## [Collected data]

•••••

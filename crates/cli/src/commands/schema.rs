//! `envcheck schema`: print the declared variables as a table.

use anyhow::Result;
use envcheck::{EnvLoader, Schema, VariableSpec};

const HEADERS: [&str; 5] = ["NAME", "TYPE", "REQUIRED", "DEFAULT", "PATTERN"];

fn row(spec: &VariableSpec) -> [String; 5] {
    [
        spec.name().to_string(),
        spec.var_type().to_string(),
        if spec.is_required() { "yes" } else { "no" }.to_string(),
        spec.default_value().map(ToString::to_string).unwrap_or_default(),
        spec.pattern().unwrap_or_default().to_string(),
    ]
}

/// Format the schema as a left-aligned table.
pub fn format_table(schema: &Schema) -> String {
    let rows: Vec<[String; 5]> = schema.iter().map(row).collect();

    let mut widths = HEADERS.map(str::len);
    for r in &rows {
        for (w, cell) in widths.iter_mut().zip(r) {
            *w = (*w).max(cell.chars().count());
        }
    }

    let mut out = String::new();
    let header = HEADERS.map(String::from);
    for cells in std::iter::once(&header).chain(&rows) {
        let line: Vec<String> = cells
            .iter()
            .zip(widths)
            .map(|(cell, w)| format!("{:<w$}", cell, w = w))
            .collect();
        out.push_str(line.join("  ").trim_end());
        out.push('\n');
    }
    out
}

pub fn run(loader: &EnvLoader) -> Result<()> {
    let schema = Schema::load(loader.schema_path())?;
    print!("{}", format_table(&schema));
    Ok(())
}

#[cfg(test)]
mod tests {
    use super::*;

    #[test]
    fn test_format_table() {
        let schema = Schema::from_yaml_str(
            "vars:\n  - name: PORT\n    type: int\n    default_value: 8080\n  - name: API_KEY\n    required: true\n    type: string\n    pattern: ^key-\n",
        )
        .unwrap();

        assert_eq!(
            format_table(&schema),
            "NAME     TYPE    REQUIRED  DEFAULT  PATTERN\n\
             PORT     int     no        8080\n\
             API_KEY  string  yes                ^key-\n"
        );
    }

    #[test]
    fn test_format_empty_schema() {
        assert_eq!(
            format_table(&Schema::default()),
            "NAME  TYPE  REQUIRED  DEFAULT  PATTERN\n"
        );
    }
}
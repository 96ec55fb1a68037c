//! Type conformance of present values.
//!
//! Parsing follows Rust's standard `FromStr` implementations: `i64` for
//! `int`, `f64` for `float`, and `bool` (exactly `true` or `false`) for `bool`.

use crate::error::{Violation, Violations};
use crate::schema::{Schema, VarType};
use crate::store::EnvStore;

/// Whether `value` parses as `var_type`.
///
/// `None` when the type itself is unsupported.
pub fn value_matches_type(var_type: &VarType, value: &str) -> Option<bool> {
    let ok = match var_type {
        VarType::String | VarType::Any => true,
        VarType::Int => value.parse::<i64>().is_ok(),
        VarType::Float => value.parse::<f64>().is_ok(),
        VarType::Bool => value.parse::<bool>().is_ok(),
        VarType::Unsupported(_) => return None,
    };
    Some(ok)
}

/// Ensure every present variable's value parses as its declared type.
pub fn validate_types<S: EnvStore + ?Sized>(schema: &Schema, store: &S) -> Result<(), Violations> {
    let mut violations = Vec::new();

    for spec in schema {
        let Some(value) = store.get(spec.name()) else {
            continue;
        };

        match value_matches_type(spec.var_type(), &value) {
            Some(true) => {}
            Some(false) => violations.push(Violation::TypeMismatch {
                name: spec.name().to_string(),
                expected: spec.var_type().clone(),
            }),
            None => violations.push(Violation::UnsupportedType {
                name: spec.name().to_string(),
                declared: spec.var_type().to_string(),
            }),
        }
    }

    Violations::check(violations)
}
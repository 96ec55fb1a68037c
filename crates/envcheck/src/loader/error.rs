//! Stage-labelled errors returned by the loader.
//!
//! Responsibilities:
//! - Name the stage that failed, using the labels callers match on.
//! - Keep the underlying cause reachable through `source()`.
//!
//! Invariants:
//! - `Display` of a `LoadError` is exactly the stage label; details live in the
//!   source chain (render with `{:#}` through anyhow, or walk `source()`).

use std::fmt;

use thiserror::Error;

use crate::dotenv::DotenvError;
use crate::error::Violations;
use crate::schema::SchemaError;

/// One step of the loading pipeline, in execution order.
#[derive(Debug, Clone, Copy, PartialEq, Eq, Hash)]
pub enum Stage {
    Dotenv,
    Schema,
    Defaults,
    Required,
    Types,
    Patterns,
}

impl Stage {
    pub const ALL: [Stage; 6] = [
        Stage::Dotenv,
        Stage::Schema,
        Stage::Defaults,
        Stage::Required,
        Stage::Types,
        Stage::Patterns,
    ];

    pub const fn as_str(self) -> &'static str {
        match self {
            Stage::Dotenv => "dotenv",
            Stage::Schema => "schema",
            Stage::Defaults => "defaults",
            Stage::Required => "required",
            Stage::Types => "types",
            Stage::Patterns => "patterns",
        }
    }
}

impl fmt::Display for Stage {
    fn fmt(&self, f: &mut fmt::Formatter<'_>) -> fmt::Result {
        f.write_str(self.as_str())
    }
}

/// Errors that can occur while loading the environment.
#[derive(Error, Debug)]
pub enum LoadError {
    #[error("failed to load .env")]
    Dotenv(#[source] DotenvError),

    #[error("failed to get config")]
    Schema(#[source] SchemaError),

    #[error("failed to populate unset vars with defaults")]
    Defaults(#[source] Violations),

    #[error("failed to validate required vars")]
    Required(#[source] Violations),

    #[error("failed to validate var types")]
    Types(#[source] Violations),

    #[error("failed to validate var patterns")]
    Patterns(#[source] Violations),
}

impl LoadError {
    pub fn stage(&self) -> Stage {
        match self {
            LoadError::Dotenv(_) => Stage::Dotenv,
            LoadError::Schema(_) => Stage::Schema,
            LoadError::Defaults(_) => Stage::Defaults,
            LoadError::Required(_) => Stage::Required,
            LoadError::Types(_) => Stage::Types,
            LoadError::Patterns(_) => Stage::Patterns,
        }
    }

    /// The per-variable violations behind this error, if the stage reports any.
    pub fn violations(&self) -> Option<&Violations> {
        match self {
            LoadError::Dotenv(DotenvError::Lines(v))
            | LoadError::Defaults(v)
            | LoadError::Required(v)
            | LoadError::Types(v)
            | LoadError::Patterns(v) => Some(v),
            LoadError::Dotenv(DotenvError::Read { .. }) | LoadError::Schema(_) => None,
        }
    }
}
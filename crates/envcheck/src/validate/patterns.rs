//! Regular-expression checks on string variables.
//!
//! Matching uses `Regex::is_match`, so a pattern matches anywhere in the
//! value unless it is anchored with `^` and `$`.

use regex::Regex;

use crate::error::{Violation, Violations};
use crate::schema::{Schema, VarType};
use crate::store::EnvStore;

/// Ensure every present variable with a pattern matches it.
///
/// A pattern declared on a non-string variable fails the whole check at that
/// variable; compile failures and mismatches are collected.
pub fn validate_patterns<S: EnvStore + ?Sized>(schema: &Schema, store: &S) -> Result<(), Violations> {
    let mut violations = Vec::new();

    for spec in schema {
        let Some(pattern) = spec.pattern() else {
            continue;
        };
        let Some(value) = store.get(spec.name()) else {
            continue;
        };

        if spec.var_type() != &VarType::String {
            return Err(Violations::single(Violation::PatternType {
                name: spec.name().to_string(),
                declared: spec.var_type().clone(),
            }));
        }

        let regex = match Regex::new(pattern) {
            Ok(regex) => regex,
            Err(reason) => {
                violations.push(Violation::PatternCompile {
                    name: spec.name().to_string(),
                    reason,
                });
                continue;
            }
        };

        if !regex.is_match(&value) {
            violations.push(Violation::PatternMismatch {
                name: spec.name().to_string(),
                pattern: pattern.to_string(),
            });
        }
    }

    Violations::check(violations)
}
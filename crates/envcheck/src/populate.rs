//! Filling unset variables from schema defaults.
//!
//! Invariants:
//! - A variable that is already present, even as an empty string, is never overwritten.
//! - A write failure does not stop population of the remaining variables.

use crate::error::{Violation, Violations};
use crate::schema::Schema;
use crate::store::EnvStore;

/// Set every unset declared variable that has a default.
///
/// Returns the names that were populated, in schema order.
pub fn populate_defaults<S: EnvStore + ?Sized>(
    schema: &Schema,
    store: &mut S,
) -> Result<Vec<String>, Violations> {
    let mut populated = Vec::new();
    let mut violations = Vec::new();

    for spec in schema {
        let Some(default) = spec.default_value() else {
            continue;
        };
        if store.contains(spec.name()) {
            continue;
        }
        match store.set(spec.name(), &default.to_string()) {
            Ok(()) => populated.push(spec.name().to_string()),
            Err(reason) => violations.push(Violation::EnvWrite {
                name: spec.name().to_string(),
                reason,
            }),
        }
    }

    Violations::check(violations)?;
    Ok(populated)
}
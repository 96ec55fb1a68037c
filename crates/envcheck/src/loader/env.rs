//! Environment overrides for loader configuration.
//!
//! Responsibilities:
//! - Read `ENVCHECK_DOTENV_PATH`, `ENVCHECK_SCHEMA_PATH`, and `DOTENV_DISABLED`.
//! - Apply them to an `EnvLoader`.
//!
//! Invariants:
//! - Empty or whitespace-only variables are treated as unset.
//! - Returned values are trimmed.
//! - `DOTENV_DISABLED` disables the dotenv stage only for `1` or `true`.

use std::path::PathBuf;

use tracing::debug;

use super::builder::EnvLoader;
use crate::store::{EnvStore, ProcessEnv};

pub(crate) const DOTENV_PATH_VAR: &str = "ENVCHECK_DOTENV_PATH";
pub(crate) const SCHEMA_PATH_VAR: &str = "ENVCHECK_SCHEMA_PATH";
pub(crate) const DOTENV_DISABLED_VAR: &str = "DOTENV_DISABLED";

/// Read an environment variable, returning None if unset, empty, or whitespace-only.
/// Returns the trimmed value (leading/trailing whitespace removed) if present.
pub fn env_var_or_none(key: &str) -> Option<String> {
    ProcessEnv.get(key).and_then(|s| {
        let trimmed = s.trim();
        if trimmed.is_empty() {
            None
        } else if trimmed.len() == s.len() {
            Some(s)
        } else {
            Some(trimmed.to_string())
        }
    })
}

pub(crate) fn dotenv_disabled() -> bool {
    matches!(
        env_var_or_none(DOTENV_DISABLED_VAR).as_deref(),
        Some("true") | Some("1")
    )
}

/// Apply environment overrides to the loader.
pub(crate) fn apply_env(loader: &mut EnvLoader) {
    if let Some(path) = env_var_or_none(DOTENV_PATH_VAR) {
        debug!(path = %path, "dotenv path overridden from environment");
        loader.set_dotenv_path(PathBuf::from(path));
    }
    if let Some(path) = env_var_or_none(SCHEMA_PATH_VAR) {
        debug!(path = %path, "schema path overridden from environment");
        loader.set_schema_path(PathBuf::from(path));
    }
    if dotenv_disabled() {
        loader.set_skip_dotenv(true);
    }
}
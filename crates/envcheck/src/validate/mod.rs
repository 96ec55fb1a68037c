//! Validation stages run after defaults are populated.
//!
//! Responsibilities:
//! - Check required variables are present (`required.rs`).
//! - Check present values parse as their declared type (`types.rs`).
//! - Check present string values match their declared pattern (`patterns.rs`).
//!
//! Does NOT handle:
//! - Writing to the environment; every validator only reads the store.
//! - Ordering the stages (see `EnvLoader`).
//!
//! Invariants:
//! - Each validator reports every violation it finds, in schema order,
//!   except the pattern validator, which stops at a pattern declared on a
//!   non-string variable.
//! - Absent variables are only a concern of the required check.

mod patterns;
mod required;
mod types;

pub use patterns::validate_patterns;
pub use required::validate_required;
pub use types::{validate_types, value_matches_type};
use async_trait::async_trait;
use dashmap::DashMap;
use serde::{Deserialize, Serialize};
use std::sync::Arc;

use crate::{error::Result, session::SessionState, step::Step};

/// One conversation: its accumulated state paired with the step the machine
/// is currently at. Fully serializable so a session can be inspected as
/// JSON over the service surface.
#[derive(Debug, Clone, Serialize, Deserialize)]
pub struct Session {
    pub id: String,
    pub current_step: Step,
    pub state: SessionState,
}

impl Session {
    /// Fresh conversation at the verification step. The session id is the
    /// state's own generated token.
    pub fn new() -> Self {
        let state = SessionState::new();
        Self {
            id: state.session_id.clone(),
            current_step: Step::Verification,
            state,
        }
    }
}

impl Default for Session {
    fn default() -> Self {
        Self::new()
    }
}

/// Trait for storing and retrieving sessions.
///
/// Each conversation owns its own `Session`; the store is the isolation
/// boundary a multi-session deployment needs.
#[async_trait]
pub trait SessionStorage: Send + Sync {
    async fn save(&self, session: Session) -> Result<()>;
    async fn get(&self, id: &str) -> Result<Option<Session>>;
    async fn delete(&self, id: &str) -> Result<()>;
}

/// In-memory implementation of SessionStorage
pub struct InMemorySessionStorage {
    sessions: Arc<DashMap<String, Session>>,
}

impl InMemorySessionStorage {
    pub fn new() -> Self {
        Self {
            sessions: Arc::new(DashMap::new()),
        }
    }
}

impl Default for InMemorySessionStorage {
    fn default() -> Self {
        Self::new()
    }
}

#[async_trait]
impl SessionStorage for InMemorySessionStorage {
    async fn save(&self, session: Session) -> Result<()> {
        self.sessions.insert(session.id.clone(), session);
        Ok(())
    }

    async fn get(&self, id: &str) -> Result<Option<Session>> {
        Ok(self.sessions.get(id).map(|entry| entry.clone()))
    }

    async fn delete(&self, id: &str) -> Result<()> {
        self.sessions.remove(id);
        Ok(())
    }
}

•••••

## [How to complete this task]
If a line in the records above has the word "widths", copy it.

## [Task solution]
    let mut widths = HEADERS.map(str::len);
        for (w, cell) in widths.iter_mut().zip(r) {
            .zip(widths)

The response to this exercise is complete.